Dataset entries:

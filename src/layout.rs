use crate::record::RenderedMessage;

/// Renders the message part of an event into bytes.
///
/// The encoder only sees the resulting [`RenderedMessage`]; layouts decide
/// whether that is a single byte sequence or a header + body pair.
pub trait Layout: Send + Sync {
    fn render(&self, message: &str) -> RenderedMessage;
}

/// Uses the event message as-is.
#[derive(Debug, Clone, Copy, Default)]
pub struct PlainLayout;

impl Layout for PlainLayout {
    fn render(&self, message: &str) -> RenderedMessage {
        RenderedMessage::Single(message.as_bytes().to_vec())
    }
}

/// Prefixes every message with a fixed header.
#[derive(Debug, Clone)]
pub struct HeaderLayout {
    header: Vec<u8>,
}

impl HeaderLayout {
    pub fn new(header: impl Into<String>) -> Self {
        HeaderLayout {
            header: header.into().into_bytes(),
        }
    }
}

impl Layout for HeaderLayout {
    fn render(&self, message: &str) -> RenderedMessage {
        RenderedMessage::Framed {
            header: self.header.clone(),
            body: message.as_bytes().to_vec(),
        }
    }
}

## [Work required]
The lines holding the word "PlainLayout" are the answer. Pull them out of the records and copy them.

## [Task response]
pub struct PlainLayout;
impl Layout for PlainLayout {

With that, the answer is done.